**DIRECTIONS**
What is the number of lines in the entries that contain the word "engine"? Answer with that figure alone.

[[ RECORDS SUPPLIED open ]]

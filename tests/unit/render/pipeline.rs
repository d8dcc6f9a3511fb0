use super::*;
use crate::foundation::core::{Canvas, Rgb8};

fn surface() -> Surface {
    Surface::new(Canvas::new(60, 80).unwrap()).unwrap()
}

#[test]
fn render_is_a_full_redraw() {
    let fonts = FontSet::load(None);
    let mut s = surface();
    s.fill(Rgb8::from_u32(0x123456));

    render_order(
        &mut s,
        &Background::Transparent,
        &Order::default(),
        RenderMode::Preview,
        &fonts,
    )
    .unwrap();

    // Corners are far from any text.
    assert_eq!(s.pixel(0, 0), Some([0, 0, 0, 0]));
    assert_eq!(s.pixel(59, 79), Some([0, 0, 0, 0]));
}

#[test]
fn solid_background_is_painted_first() {
    let fonts = FontSet::load(None);
    let mut s = surface();
    let layout = render_order(
        &mut s,
        &Background::Solid(Rgb8::from_u32(0x96CEB4)),
        &Order::default(),
        RenderMode::Preview,
        &fonts,
    )
    .unwrap();

    assert_eq!(s.pixel(0, 0), Some([0x96, 0xCE, 0xB4, 255]));
    assert!(layout.fits);
}

#[test]
fn missing_background_image_falls_back_to_white() {
    let fonts = FontSet::load(None);
    let mut s = surface();
    let bg = Background::Image(crate::render::background::ImageSource::Path(
        "/nonexistent/mockup.png".into(),
    ));
    render_order(&mut s, &bg, &Order::default(), RenderMode::Preview, &fonts).unwrap();
    assert_eq!(s.pixel(0, 0), Some([255, 255, 255, 255]));
}

#[test]
fn identical_inputs_give_identical_pixels() {
    let fonts = FontSet::load(None);
    let order = Order {
        customer_name: "Ada".into(),
        toasted: true,
        ..Order::default()
    };
    let mut a = surface();
    let mut b = surface();
    render_order(&mut a, &Background::Transparent, &order, RenderMode::Preview, &fonts).unwrap();
    render_order(&mut b, &Background::Transparent, &order, RenderMode::Preview, &fonts).unwrap();
    assert_eq!(a.to_frame().data, b.to_frame().data);
}
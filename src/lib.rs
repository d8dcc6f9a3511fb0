//! bagel-tee turns a bagel order into the text layout printed on a t-shirt.
//!
//! The same order drives two outputs: a small live preview (optionally over a shirt mockup)
//! and a 3600×4800 transparent PNG for print.
//!
//! # Pipeline overview
//!
//! 1. **Compile**: `Order -> IngredientList` (display text, colors, join markers, base line)
//! 2. **Layout**: `IngredientList + Canvas + RenderMode -> LayoutParams` (font size, line
//!    height, start and max Y)
//! 3. **Render**: background, then a planned text scene rasterized onto a [`Surface`]
//! 4. **Export** (optional): encode the print surface as PNG and wrap it in a [`CartLineItem`]
//!
//! Steps 1 and 2 are pure; rendering the same inputs twice yields identical pixels.
#![forbid(unsafe_code)]

mod assets;
mod cart;
mod compile;
mod export;
mod foundation;
mod layout;
mod order;
mod render;
mod vocab;

pub use assets::decode::{PreparedImage, decode_image, load_image};
pub use assets::fonts::{FONT_DIR_ENV, FONT_FAMILY, FontSet};
pub use cart::line_item::CartLineItem;
pub use compile::base_line::{base_line_text, indefinite_article};
pub use compile::ingredients::{
    CHEESE_WRAP_MIN_CHARS, IngredientEntry, IngredientList, LINE_BREAK, OUTLINE_MARKER, compile,
};
pub use export::capability::{ExportCapability, ExportHandle, LivePreview, require_export};
pub use export::png::{
    EXPORT_HEIGHT, EXPORT_WIDTH, EncodedImage, Exporter, encode_png, export_canvas,
    export_file_name, export_png,
};
pub use foundation::core::{Canvas, Rect, RenderMode, Rgb8, Size};
pub use foundation::error::{BagelError, BagelResult};
pub use layout::engine::{LayoutParams, compute_layout, min_font_size};
pub use order::model::Order;
pub use order::options::{
    BagelBase, Cheese, Condiment, EggStyle, Meat, NameColor, Shmear, TextStyle, Veggie,
};
pub use order::store::{OrderStore, SubscriptionId};
pub use order::summary::summary;
pub use render::background::{
    Background, FALLBACK_FILL, ImageSource, contain_rect, draw_background,
};
pub use render::pipeline::{render, render_order};
pub use render::scene::{JOIN_SUFFIX, OUTLINE, Outline, TextLine, plan_text};
pub use render::settings::RenderSettings;
pub use render::surface::{FrameRGBA, Surface};
pub use render::svg::{escape_xml, scene_svg};
pub use vocab::table::{
    Category, FALLBACK_BASE_COLOR, FALLBACK_COLOR, OptionKey, VOCABULARY, VocabEntry,
    display_color, display_name, lookup, rendered_name,
};

/// Layout tuning constants.
pub mod constants {
    pub use crate::layout::engine::{
        BASE_EXPORT_SIZE, LINE_HEIGHT_MULTIPLIER, MAX_PREVIEW_SIZE, MIN_EXPORT_SIZE,
        MIN_PREVIEW_SIZE, TIGHT_LINE_HEIGHT_MULTIPLIER,
    };
}
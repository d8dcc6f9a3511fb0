use super::*;

#[test]
fn default_order_matches_session_start() {
    let o = Order::default();
    assert_eq!(o.base, BagelBase::Plain);
    assert!(!o.toasted);
    assert_eq!(o.shmear, Shmear::None);
    assert!(o.egg.is_none() && o.meat.is_none() && o.cheese.is_none());
    assert!(o.veggies.is_empty() && o.condiments.is_empty());
    assert!(!o.has_name());
    assert_eq!(o.name_color, NameColor::Red);
    assert_eq!(o.text_style, TextStyle::Colored);
}

#[test]
fn json_uses_camel_case_fields_and_kebab_case_keys() {
    let mut o = Order {
        base: BagelBase::WholeWheat,
        shmear: Shmear::GarlicHerb,
        cheese: Some(Cheese::PepperJack),
        customer_name: "Sam".to_string(),
        ..Order::default()
    };
    o.veggies.insert(Veggie::RedOnion);

    let json = o.to_json().unwrap();
    assert!(json.contains("\"base\":\"whole-wheat\""));
    assert!(json.contains("\"shmear\":\"garlic-herb\""));
    assert!(json.contains("\"cheese\":\"pepper-jack\""));
    assert!(json.contains("\"veggies\":[\"red-onion\"]"));
    assert!(json.contains("\"customerName\":\"Sam\""));
    assert!(json.contains("\"textStyle\":\"colored\""));
    assert!(!json.contains("\"egg\""));

    assert_eq!(Order::from_json(&json).unwrap(), o);
}

#[test]
fn duplicate_set_members_collapse_and_sort_canonically() {
    let o = Order::from_json(r#"{"veggies":["capers","tomato","capers","red-onion"]}"#).unwrap();
    let got: Vec<_> = o.veggies.iter().copied().collect();
    assert_eq!(got, vec![Veggie::RedOnion, Veggie::Tomato, Veggie::Capers]);
}

#[test]
fn missing_fields_take_defaults() {
    let o = Order::from_json(r#"{"base":"sesame"}"#).unwrap();
    assert_eq!(o.base, BagelBase::Sesame);
    assert_eq!(o.shmear, Shmear::None);
}

#[test]
fn hex_name_colors_are_accepted() {
    let o = Order::from_json(
        r##"{"customerName":"Ada","nameColor":"#4ECDC4","textStyle":"black"}"##,
    )
    .unwrap();
    assert_eq!(o.name_color, NameColor::Teal);

    let o = Order::from_json(r##"{"nameColor":"#ffeaa7"}"##).unwrap();
    assert_eq!(o.name_color, NameColor::Yellow);

    for color in NameColor::ALL {
        let json = format!(r#"{{"nameColor":"{}"}}"#, color.rgb());
        assert_eq!(Order::from_json(&json).unwrap().name_color, color);
    }
}

#[test]
fn unknown_option_keys_are_rejected() {
    let err = Order::from_json(r#"{"base":"pumpernickel"}"#).unwrap_err();
    assert!(err.to_string().contains("serialization error:"));
}

#[test]
fn blank_names_do_not_count() {
    let o = Order {
        customer_name: "   ".to_string(),
        ..Order::default()
    };
    assert!(!o.has_name());

    let o = Order {
        customer_name: "  Ada ".to_string(),
        ..Order::default()
    };
    assert_eq!(o.customer_name(), Some("Ada"));
}

#[test]
fn long_and_multiline_names_round_trip() {
    let o = Order {
        customer_name: format!("{}\nJr.", "Bartholomew ".repeat(6)),
        ..Order::default()
    };
    assert_eq!(Order::from_json(&o.to_json().unwrap()).unwrap(), o);
}
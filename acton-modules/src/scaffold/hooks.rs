//! Post-generation hooks

use super::write_file;
use crate::error::RegistryResult;
use crate::registry::Registry;
use serde::Serialize;
use std::path::PathBuf;

/// Manifest file written by [`ManifestCache`], relative to the modules root
pub const MANIFEST_FILE: &str = "modules.cache.json";

/// Work to run after a module has been scaffolded
///
/// Failures are logged by the generator and never reach the caller.
pub trait OptimizeHook {
    /// Run the hook
    ///
    /// # Errors
    ///
    /// Any error is reported as a warning by the generator.
    fn optimize(&self, registry: &Registry) -> RegistryResult<()>;
}

/// Hook that does nothing
#[derive(Debug, Clone, Copy, Default)]
pub struct NoopHook;

impl OptimizeHook for NoopHook {
    fn optimize(&self, _registry: &Registry) -> RegistryResult<()> {
        Ok(())
    }
}

/// Rebuilds `modules.cache.json`, a flat manifest of every module
///
/// Host applications can load the manifest at boot instead of querying the
/// repository.
#[derive(Debug, Clone, Copy, Default)]
pub struct ManifestCache;

#[derive(Debug, Serialize)]
struct ManifestEntry {
    slug: String,
    name: String,
    namespace: String,
    path: PathBuf,
    enabled: bool,
}

impl OptimizeHook for ManifestCache {
    fn optimize(&self, registry: &Registry) -> RegistryResult<()> {
        let entries: Vec<ManifestEntry> = registry
            .all()?
            .into_iter()
            .map(|module| ManifestEntry {
                namespace: registry.module_namespace(module.slug()),
                path: registry.paths().module_dir(module.slug()),
                enabled: module.is_enabled(),
                name: module.name(),
                slug: module.slug().to_string(),
            })
            .collect();

        let mut json = serde_json::to_string_pretty(&entries)?;
        json.push('\n');

        let path = registry.root_path().join(MANIFEST_FILE);
        write_file(&path, &json)?;
        tracing::debug!(path = %path.display(), modules = entries.len(), "Module manifest rebuilt");
        Ok(())
    }
}

#[cfg(test)]
mod tests {
    use super::*;
    use crate::config::ModulesConfig;
    use crate::module::Slug;
    use crate::scaffold::ScaffoldGenerator;
    use serde_json::Value;
    use std::fs;
    use tempfile::tempdir;

    #[test]
    fn test_manifest_lists_modules() {
        let dir = tempdir().unwrap();
        let registry = Registry::new(ModulesConfig::new(dir.path())).unwrap();
        let generator = ScaffoldGenerator::new(&registry).with_hook(NoopHook);
        generator.generate("blog").unwrap();
        generator.generate("shop").unwrap();
        registry.disable(&Slug::parse("shop").unwrap()).unwrap();

        ManifestCache.optimize(&registry).unwrap();

        let manifest: Value =
            serde_json::from_str(&fs::read_to_string(dir.path().join(MANIFEST_FILE)).unwrap()).unwrap();
        let entries = manifest.as_array().unwrap();
        assert_eq!(entries.len(), 2);
        assert_eq!(entries[0]["slug"], "blog");
        assert_eq!(entries[0]["namespace"], "crate::modules::blog");
        assert_eq!(entries[1]["name"], "Shop");
        assert_eq!(entries[1]["enabled"], false);
    }

    #[test]
    fn test_default_generator_writes_manifest() {
        let dir = tempdir().unwrap();
        let registry = Registry::new(ModulesConfig::new(dir.path())).unwrap();
        ScaffoldGenerator::new(&registry).generate("blog").unwrap();

        assert!(dir.path().join(MANIFEST_FILE).is_file());
    }

    #[test]
    fn test_manifest_is_not_a_module() {
        let dir = tempdir().unwrap();
        let registry = Registry::new(ModulesConfig::new(dir.path())).unwrap();
        ScaffoldGenerator::new(&registry).generate("blog").unwrap();
        ManifestCache.optimize(&registry).unwrap();

        assert_eq!(registry.count().unwrap(), 1);
    }
}
//! Request-context middleware
//!
//! Attaches the current module's properties to every request routed to it, so
//! handlers can read them with `Extension<ModuleContext>`.
//!
//! # Example
//!
//! ```rust,no_run
//! use acton_modules::middleware::{identify_module, ModuleContext, ModuleLayer};
//! use acton_modules::{ModulesConfig, Registry, Slug};
//! use axum::{routing::get, Extension, Router};
//! use std::sync::Arc;
//!
//! # fn example() -> Result<(), acton_modules::RegistryError> {
//! let registry = Arc::new(Registry::new(ModulesConfig::load()?)?);
//!
//! let blog = Router::new()
//!     .route("/", get(|Extension(module): Extension<ModuleContext>| async move {
//!         module.name().unwrap_or_default().to_string()
//!     }))
//!     .layer(axum::middleware::from_fn_with_state(
//!         ModuleLayer::new(registry, Slug::parse("blog")?),
//!         identify_module,
//!     ));
//!
//! let app: Router = Router::new().nest("/blog", blog);
//! # Ok(())
//! # }
//! ```

use crate::error::RegistryError;
use crate::module::{Properties, Slug};
use crate::registry::Registry;
use axum::{
    extract::{Request, State},
    middleware::Next,
    response::{IntoResponse, Response},
};
use http::StatusCode;
use serde_json::Value;
use std::sync::Arc;

/// State for [`identify_module`]: the registry and the module being served
#[derive(Debug, Clone)]
pub struct ModuleLayer {
    registry: Arc<Registry>,
    slug: Slug,
}

impl ModuleLayer {
    /// Bind the middleware to one module
    #[must_use]
    pub const fn new(registry: Arc<Registry>, slug: Slug) -> Self {
        Self { registry, slug }
    }
}

/// Properties of the module handling the current request
#[derive(Debug, Clone, PartialEq)]
pub struct ModuleContext {
    slug: Slug,
    properties: Properties,
}

impl ModuleContext {
    /// Name under which the context is exposed to templates and handlers
    pub const KEY: &'static str = "module";

    /// Module slug
    #[must_use]
    pub const fn slug(&self) -> &Slug {
        &self.slug
    }

    /// All stored properties
    #[must_use]
    pub const fn properties(&self) -> &Properties {
        &self.properties
    }

    /// One stored property
    #[must_use]
    pub fn get(&self, key: &str) -> Option<&Value> {
        self.properties.get(key)
    }

    /// Display name from the descriptor, if present
    #[must_use]
    pub fn name(&self) -> Option<&str> {
        self.get("name").and_then(Value::as_str)
    }
}

/// Look up the bound module and insert its [`ModuleContext`] into the request
///
/// Responds `404 Not Found` if the module is not registered and
/// `500 Internal Server Error` if the repository fails.
pub async fn identify_module(
    State(layer): State<ModuleLayer>,
    mut request: Request,
    next: Next,
) -> Response {
    let registry = Arc::clone(&layer.registry);
    let slug = layer.slug.clone();

    // Repository calls block (the database backend drives its own runtime)
    let lookup = tokio::task::spawn_blocking(move || registry.properties(&slug)).await;

    match lookup {
        Ok(Ok(properties)) => {
            tracing::trace!(module = %layer.slug, "Module context attached");
            request.extensions_mut().insert(ModuleContext {
                slug: layer.slug,
                properties,
            });
            next.run(request).await
        }
        Ok(Err(e)) => e.into_response(),
        Err(e) => {
            tracing::error!(module = %layer.slug, error = %e, "Module lookup task failed");
            StatusCode::INTERNAL_SERVER_ERROR.into_response()
        }
    }
}

impl IntoResponse for RegistryError {
    fn into_response(self) -> Response {
        match self {
            Self::NotFound(_) => (StatusCode::NOT_FOUND, self.to_string()).into_response(),
            e => {
                tracing::error!(error = %e, "Module registry error");
                (StatusCode::INTERNAL_SERVER_ERROR, "Module registry unavailable").into_response()
            }
        }
    }
}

[[ RECORDS SUPPLIED closed ]]

**SOLUTION FOR THIS PROBLEM**
2